Venue: Colombo, Sri Lanka

Dates:
24 to 26 June 2026

SEA RCCPEParticipants: SEA-RCCPE Chair and members, Representatives of National Certification Committees for Polio Eradication (NCCPEs), National Containment Task Force, Polio Laboratory Network, Ministry of Health and Mass Media (Sri Lanka-host country), donor and partner agencies (UNICEF, Rotary International), Observers, WHO HQ, EMRO, WPRO, WHO Country Offices and WHO-SEARO
Purpose: The 19th SEA-RCCPE meeting, convened by WHO-SEARO, reviewed NCCPE annual reports and assessed the region’s polio-free status.

Details: The 19th Meeting of the SEA-RCCPE brought together global and regional experts to review progress in sustaining the Region’s polio-free status.

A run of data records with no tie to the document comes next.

//! Queue entries - runtime wrappers around task nodes.
//!
//! A [`QueueEntry`] tracks the execution status of one node; the work itself is done by a
//! [`TaskExecutor`], which follows a pre_execute → execute → post_execute pattern.

use super::node::{NodeId, TaskNode};
use crate::error::WorkflowResult;
use crate::geometry::AxisSettings;
use async_trait::async_trait;
use serde::{Deserialize, Serialize};

/// Execution status of a queue entry.
#[derive(Debug, Clone, Copy, PartialEq, Eq, Serialize, Deserialize)]
pub enum EntryStatus {
    /// Not executed yet
    Pending,
    /// Executing now
    Running,
    /// Completed normally
    Success,
    /// Raised a task failure (itself or in its subtree)
    Failed,
    /// Disabled; not executed
    Skipped,
}

impl std::fmt::Display for EntryStatus {
    fn fmt(&self, f: &mut std::fmt::Formatter<'_>) -> std::fmt::Result {
        match self {
            EntryStatus::Pending => write!(f, "pending"),
            EntryStatus::Running => write!(f, "running"),
            EntryStatus::Success => write!(f, "success"),
            EntryStatus::Failed => write!(f, "failed"),
            EntryStatus::Skipped => write!(f, "skipped"),
        }
    }
}

/// What a task produced.
#[derive(Debug, Clone, PartialEq, Default)]
pub enum TaskOutput {
    /// Nothing to report (groups, skipped nodes)
    #[default]
    None,
    /// Centred sample translation
    Centred(AxisSettings),
    /// Images acquired for a sweep
    Collected { images: u32 },
}

/// Handle to the entry of one node.
#[derive(Debug, Clone, Copy, PartialEq, Eq, Hash)]
pub struct EntryId(pub(crate) NodeId);

impl EntryId {
    /// Node this entry wraps.
    pub fn node(&self) -> NodeId {
        self.0
    }
}

/// Runtime state of one node.
#[derive(Debug, Clone)]
pub struct QueueEntry {
    node: NodeId,
    status: EntryStatus,
    output: Option<TaskOutput>,
    error: Option<String>,
}

impl QueueEntry {
    pub(crate) fn new(node: NodeId) -> Self {
        Self {
            node,
            status: EntryStatus::Pending,
            output: None,
            error: None,
        }
    }

    /// Wrapped node.
    pub fn node(&self) -> NodeId {
        self.node
    }

    /// Current status.
    pub fn status(&self) -> EntryStatus {
        self.status
    }

    /// Output of the last successful execution.
    pub fn output(&self) -> Option<&TaskOutput> {
        self.output.as_ref()
    }

    /// Failure message of the last execution.
    pub fn error(&self) -> Option<&str> {
        self.error.as_deref()
    }

    pub(crate) fn mark_running(&mut self) {
        self.status = EntryStatus::Running;
        self.error = None;
    }

    pub(crate) fn mark_success(&mut self, output: TaskOutput) {
        self.status = EntryStatus::Success;
        self.output = Some(output);
    }

    pub(crate) fn mark_failed(&mut self, error: String) {
        self.status = EntryStatus::Failed;
        self.error = Some(error);
    }

    pub(crate) fn mark_skipped(&mut self) {
        self.status = EntryStatus::Skipped;
    }
}

/// Does the work behind task nodes.
///
/// Implementations talk to hardware; they are opaque, blocking calls from the control
/// task's point of view.
#[async_trait]
pub trait TaskExecutor: Send + Sync {
    /// Prepare for the node (move to start positions, check devices).
    async fn pre_execute(&self, _node: &TaskNode) -> WorkflowResult<()> {
        Ok(())
    }

    /// Perform the node's own work. Children are executed afterwards by the controller.
    async fn execute(&self, node: &TaskNode) -> WorkflowResult<TaskOutput>;

    /// Finish the node after its children completed.
    async fn post_execute(&self, _node: &TaskNode, _output: &TaskOutput) -> WorkflowResult<()> {
        Ok(())
    }
}
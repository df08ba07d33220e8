//! Hardware capabilities used by workflow tasks.
//!
//! Devices implement the small capability traits they support instead of one monolithic
//! instrument trait:
//!
//! - a goniostat axis or sample stage implements [`Movable`]
//! - an area detector implements [`Detector`]
//!
//! Each trait is async, `Send + Sync`, and reports failures with `anyhow::Result`; the task
//! executor turns those into hardware errors of the workflow.

use anyhow::Result;
use async_trait::async_trait;

/// Capability: Motion Control
///
/// Goniostat rotation axes (degrees) and sample translation stages (mm).
///
/// # Contract
/// - `move_abs` and `move_rel` may return before motion completes
/// - `wait_settled` blocks until motion completes
/// - `position` may be approximate during motion
///
/// Implementations use interior mutability; all methods take `&self`.
#[async_trait]
pub trait Movable: Send + Sync {
    /// Move to absolute position
    async fn move_abs(&self, position: f64) -> Result<()>;

    /// Move relative to current position
    async fn move_rel(&self, distance: f64) -> Result<()>;

    /// Current position in device-native units
    async fn position(&self) -> Result<f64>;

    /// Wait for motion to settle
    async fn wait_settled(&self) -> Result<()>;

    /// Stop motion immediately
    ///
    /// Not all devices support this; the default reports an error.
    async fn stop(&self) -> Result<()> {
        anyhow::bail!("Stop not supported by this device")
    }
}

/// Capability: Image Series Acquisition
///
/// # Contract
/// - `arm()` prepares a series of `images` frames of `exposure_s` seconds each
/// - `trigger()` acquires the armed series and returns the number of frames written
/// - calling `trigger()` on an unarmed detector is an error
#[async_trait]
pub trait Detector: Send + Sync {
    /// Prepare an image series
    async fn arm(&self, images: u32, exposure_s: f64) -> Result<()>;

    /// Acquire the armed series
    async fn trigger(&self) -> Result<u32>;
}

#[cfg(test)]
mod tests {
    use super::*;
    use std::sync::Mutex;

    struct Axis {
        position: Mutex<f64>,
    }

    #[async_trait]
    impl Movable for Axis {
        async fn move_abs(&self, position: f64) -> Result<()> {
            *self.position.lock().map_err(|_| anyhow::anyhow!("poisoned"))? = position;
            Ok(())
        }

        async fn move_rel(&self, distance: f64) -> Result<()> {
            let current = self.position().await?;
            self.move_abs(current + distance).await
        }

        async fn position(&self) -> Result<f64> {
            Ok(*self.position.lock().map_err(|_| anyhow::anyhow!("poisoned"))?)
        }

        async fn wait_settled(&self) -> Result<()> {
            Ok(())
        }
    }

    #[tokio::test]
    async fn test_movable_trait() {
        let axis = Axis {
            position: Mutex::new(0.0),
        };
        axis.move_abs(90.0).await.unwrap();
        axis.move_rel(-45.0).await.unwrap();
        assert_eq!(axis.position().await.unwrap(), 45.0);
        assert!(axis.stop().await.is_err());
    }
}
//! In-process scripted engine.
//!
//! [`ScriptedEngine`] stands in for the external strategy engine: it plays a fixed list of
//! payloads through a [`MessageChannel`] from its own task, records every exchange, and
//! behaves like the real engine at the end of a run.
//!
//! - A request answered with an abort makes it send `WorkflowAborted` and stop.
//! - A script without a terminal message is closed with `WorkflowCompleted`.
//!
//! [`run_simulation`] wires it to mock hardware for the `simulate` command.

use crate::acquisition::{CollectionProposal, Scan, Sweep};
use crate::config::WorkflowConfig;
use crate::connection::{MessageChannel, RunOutcome, WorkflowConnection};
use crate::engine::{EngineExit, EngineProcess};
use crate::error::{WorkflowError, WorkflowResult};
use crate::geometry::{AxisSettings, GoniostatRotation};
use crate::handlers::{HandlerContext, HandlerSet};
use crate::hardware::{GoniostatExecutor, HardwareRepository, MockDetector};
use crate::operator::ScriptedOperator;
use crate::protocol::{
    ChooseLattice, MessageCategory, ObtainPriorInformation, Payload, RequestCentring,
    RequestConfiguration, Response,
};
use crate::queue::QueueController;
use crate::store::{CollectionRecord, InMemorySink};
use async_trait::async_trait;
use std::sync::{Arc, Mutex};
use std::time::Duration;
use tokio::task::JoinHandle;
use tracing::{debug, info, warn};
use uuid::Uuid;

/// How long [`ScriptedEngine::stop`] waits for the script task before killing it.
const STOP_GRACE: Duration = Duration::from_secs(1);

/// One call made by the scripted engine and the answer it got.
#[derive(Debug, Clone, PartialEq)]
pub struct Exchange {
    /// Payload sent to the broker
    pub request: Payload,
    /// Correlation id of the call
    pub correlation_id: String,
    /// Answer received, `None` for notifications
    pub response: Response,
}

/// Shared record of a scripted conversation.
#[derive(Debug, Clone, Default)]
pub struct Transcript(Arc<Mutex<Vec<Exchange>>>);

impl Transcript {
    fn push(&self, exchange: Exchange) {
        if let Ok(mut exchanges) = self.0.lock() {
            exchanges.push(exchange);
        }
    }

    /// Snapshot of the exchanges so far.
    pub fn exchanges(&self) -> Vec<Exchange> {
        self.0.lock().map(|e| e.clone()).unwrap_or_default()
    }

    /// Number of exchanges so far.
    pub fn len(&self) -> usize {
        self.0.lock().map(|e| e.len()).unwrap_or(0)
    }

    /// Whether no call was made yet.
    pub fn is_empty(&self) -> bool {
        self.len() == 0
    }
}

/// Engine that plays a script through the message channel.
#[derive(Debug)]
pub struct ScriptedEngine {
    channel: MessageChannel,
    enactment_id: String,
    script: Vec<Payload>,
    transcript: Transcript,
    task: Option<JoinHandle<()>>,
}

impl ScriptedEngine {
    /// Engine that plays `script` under `enactment_id` once started.
    pub fn new(channel: MessageChannel, enactment_id: impl Into<String>, script: Vec<Payload>) -> Self {
        Self {
            channel,
            enactment_id: enactment_id.into(),
            script,
            transcript: Transcript::default(),
            task: None,
        }
    }

    /// Handle on the conversation record; stays valid after the engine is boxed.
    pub fn transcript(&self) -> Transcript {
        self.transcript.clone()
    }
}

async fn play(channel: MessageChannel, enactment_id: String, script: Vec<Payload>, transcript: Transcript) {
    let mut calls = 0usize;
    let mut call = |payload: Payload| {
        calls += 1;
        let correlation_id = format!("c{calls}");
        let channel = channel.clone();
        let enactment_id = enactment_id.clone();
        let transcript = transcript.clone();
        async move {
            let response = channel
                .call(payload.clone(), &enactment_id, Some(&correlation_id))
                .await;
            debug!(%correlation_id, ?response, "Scripted engine got answer");
            transcript.push(Exchange {
                request: payload,
                correlation_id,
                response: response.clone(),
            });
            response
        }
    };

    for payload in script {
        let category = payload.message_type().map(|t| t.category());
        let response = call(payload).await;
        match category {
            Some(MessageCategory::Terminal) => return,
            Some(MessageCategory::Request) | None => {
                if let Some(Payload::BeamlineAbort(abort)) = &response {
                    info!(reason = %abort.reason, "Scripted engine received abort");
                    if !channel.is_closed() {
                        call(Payload::WorkflowAborted).await;
                    }
                    return;
                }
            }
            Some(MessageCategory::Notification) => {}
        }
    }
    call(Payload::WorkflowCompleted).await;
}

#[async_trait]
impl EngineProcess for ScriptedEngine {
    async fn start(&mut self) -> WorkflowResult<()> {
        if self.task.is_some() {
            return Err(WorkflowError::EngineProcess("engine is already running".into()));
        }
        info!(enactment_id = %self.enactment_id, messages = self.script.len(), "Starting scripted engine");
        self.task = Some(tokio::spawn(play(
            self.channel.clone(),
            self.enactment_id.clone(),
            std::mem::take(&mut self.script),
            self.transcript.clone(),
        )));
        Ok(())
    }

    async fn stop(&mut self) -> WorkflowResult<()> {
        let Some(mut task) = self.task.take() else {
            return Ok(());
        };
        if tokio::time::timeout(STOP_GRACE, &mut task).await.is_err() {
            warn!("Scripted engine did not finish; cancelling it");
            task.abort();
        }
        Ok(())
    }

    async fn abort(&mut self) -> WorkflowResult<()> {
        if let Some(task) = self.task.take() {
            task.abort();
        }
        Ok(())
    }

    async fn wait(&mut self) -> WorkflowResult<EngineExit> {
        let Some(task) = self.task.as_mut() else {
            return std::future::pending().await;
        };
        let joined = task.await;
        self.task = None;
        match joined {
            Ok(()) => Ok(EngineExit { code: Some(0) }),
            Err(e) if e.is_cancelled() => Ok(EngineExit { code: None }),
            Err(e) => Err(WorkflowError::EngineProcess(format!("scripted engine panicked: {e}"))),
        }
    }
}

fn rotation(omega: f64, kappa: f64, phi: f64) -> GoniostatRotation {
    GoniostatRotation::new(AxisSettings::new([
        ("omega", omega),
        ("kappa", kappa),
        ("phi", phi),
    ]))
}

/// Proposal of `sweeps` sweeps named "sweep", one 0.1° scan series of 10° each.
pub fn demo_proposal(sweeps: u32) -> WorkflowResult<CollectionProposal> {
    let sweeps = (0..sweeps)
        .map(|i| {
            let start = f64::from(i) * 90.0;
            Sweep {
                id: Uuid::new_v4(),
                base_name: "sweep".into(),
                rotation: rotation(start, 0.0, f64::from(i) * 30.0),
                scan_axis: "omega".into(),
                start_deg: start,
                width_deg: 10.0,
                detector_distance_mm: 250.0,
                wavelength_a: 0.976,
                scans: vec![Scan {
                    id: Uuid::new_v4(),
                    start_deg: start,
                    width_deg: 10.0,
                    image_width_deg: 0.1,
                    exposure_s: 0.01,
                    first_image_no: 1,
                }],
            }
        })
        .collect();
    CollectionProposal::new("native", "characterisation", sweeps)
}

/// A complete characterisation conversation: setup, `rotations` centrings, lattice choice,
/// one collection proposal, completion.
pub fn standard_conversation(rotations: u32, proposal: CollectionProposal) -> Vec<Payload> {
    let mut script = vec![
        Payload::SubprocessStarted {
            name: "strategy".into(),
        },
        Payload::RequestConfiguration(RequestConfiguration),
        Payload::ObtainPriorInformation(ObtainPriorInformation),
        Payload::Info {
            text: "Calculating centring strategy".into(),
        },
        Payload::PrepareForCentring,
    ];
    for setting in 1..=rotations {
        script.push(Payload::RequestCentring(RequestCentring {
            current_setting_no: setting,
            total_rotations: rotations,
            goniostat_rotation: rotation(0.0, f64::from(setting - 1) * 45.0, 0.0),
        }));
    }
    script.extend([
        Payload::ChooseLattice(ChooseLattice {
            lattice_format: "IDXREF".into(),
            solutions: vec!["P 4 2 2  a=78.1 c=37.2".into(), "P 2 2 2  a=78.1 b=78.2 c=37.2".into()],
        }),
        Payload::CollectionProposal(proposal),
        Payload::SubprocessStopped,
        Payload::WorkflowCompleted,
    ]);
    script
}

/// Settings for [`run_simulation`].
#[derive(Debug, Clone, Copy, PartialEq, Eq)]
pub struct SimulationOptions {
    /// Centring rotations in the conversation
    pub rotations: u32,
    /// Sweeps in the collection proposal
    pub sweeps: u32,
    /// Make the detector fail on this sweep (1-based)
    pub fail_collection: Option<u32>,
}

impl Default for SimulationOptions {
    fn default() -> Self {
        Self {
            rotations: 3,
            sweeps: 3,
            fail_collection: None,
        }
    }
}

/// What a simulated run produced.
#[derive(Debug, Clone)]
pub struct SimulationReport {
    /// How the run ended
    pub outcome: RunOutcome,
    /// Every call the engine made
    pub exchanges: Vec<Exchange>,
    /// Records written by the collection sink
    pub records: Vec<CollectionRecord>,
}

impl SimulationReport {
    /// Calls that were answered with an abort.
    pub fn aborted_calls(&self) -> usize {
        self.exchanges
            .iter()
            .filter(|exchange| exchange.response.as_ref().is_some_and(Payload::is_abort))
            .count()
    }
}

/// Run the standard conversation against mock hardware.
pub async fn run_simulation(
    config: &WorkflowConfig,
    options: SimulationOptions,
) -> WorkflowResult<SimulationReport> {
    let mut detector = MockDetector::new();
    if let Some(series) = options.fail_collection {
        detector = detector.fail_on_series(series);
    }
    let axes = config
        .rotation_axis_names()
        .into_iter()
        .chain(config.recentring.translation_axes.iter().map(String::as_str));
    let hardware = Arc::new(HardwareRepository::simulated_with_detector(axes, detector));

    let executor = GoniostatExecutor::from_config(hardware, &config.recentring);
    let queue = QueueController::new(
        "workflow",
        Arc::new(executor),
        config.queue.sibling_failure_policy,
    );
    let sink = Arc::new(InMemorySink::new());
    let context = HandlerContext::new(
        Arc::new(config.clone()),
        queue,
        Arc::new(ScriptedOperator::new()),
        sink.clone(),
    );
    let mut connection = WorkflowConnection::new(&config.connection, HandlerSet::standard(), context);

    let channel = connection.connect()?;
    let script = standard_conversation(options.rotations, demo_proposal(options.sweeps)?);
    let engine = ScriptedEngine::new(channel, Uuid::new_v4().to_string(), script);
    let transcript = engine.transcript();

    connection.start(Box::new(engine)).await?;
    let outcome = connection.run().await?;

    Ok(SimulationReport {
        outcome,
        exchanges: transcript.exchanges(),
        records: sink.records(),
    })
}

#[cfg(test)]
mod tests {
    use super::*;
    use crate::protocol::MessageType;
    use crate::queue::EntryStatus;

    #[test]
    fn standard_conversation_shape() {
        let script = standard_conversation(2, demo_proposal(1).unwrap());
        let types: Vec<MessageType> = script.iter().filter_map(Payload::message_type).collect();
        assert_eq!(types.first(), Some(&MessageType::SubprocessStarted));
        assert_eq!(types.last(), Some(&MessageType::WorkflowCompleted));
        assert_eq!(
            types
                .iter()
                .filter(|t| **t == MessageType::RequestCentring)
                .count(),
            2
        );
    }

    #[test]
    fn demo_proposal_counts_images() {
        let proposal = demo_proposal(2).unwrap();
        assert_eq!(proposal.image_count().unwrap(), 200);
    }

    #[tokio::test]
    async fn simulation_completes() {
        let report = run_simulation(&WorkflowConfig::default(), SimulationOptions::default())
            .await
            .unwrap();
        assert_eq!(report.outcome, RunOutcome::Completed);
        assert_eq!(report.aborted_calls(), 0);
        assert_eq!(report.records.len(), 3);
        assert!(report.records.iter().all(|r| r.status == EntryStatus::Success));
    }

    #[tokio::test]
    async fn failed_sweep_aborts_the_run() {
        let options = SimulationOptions {
            fail_collection: Some(2),
            ..Default::default()
        };
        let report = run_simulation(&WorkflowConfig::default(), options).await.unwrap();
        assert!(matches!(report.outcome, RunOutcome::Aborted(_)));
        assert_eq!(report.aborted_calls(), 1);
        let last = report.exchanges.last().unwrap();
        assert_eq!(last.request, Payload::WorkflowAborted);
    }
}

 The Commission reviewed annual reports from National Certification Committees of all ten Member States, assessing population immunity, surveillance, outbreak preparedness, containment and polio transition. It noted that the Region continues to maintain strong overall performance and remains polio-free, while highlighting risks from subnational gaps in immunization, zero-dose children, hard-to-reach and conflict-affected areas, displaced populations and declining resources.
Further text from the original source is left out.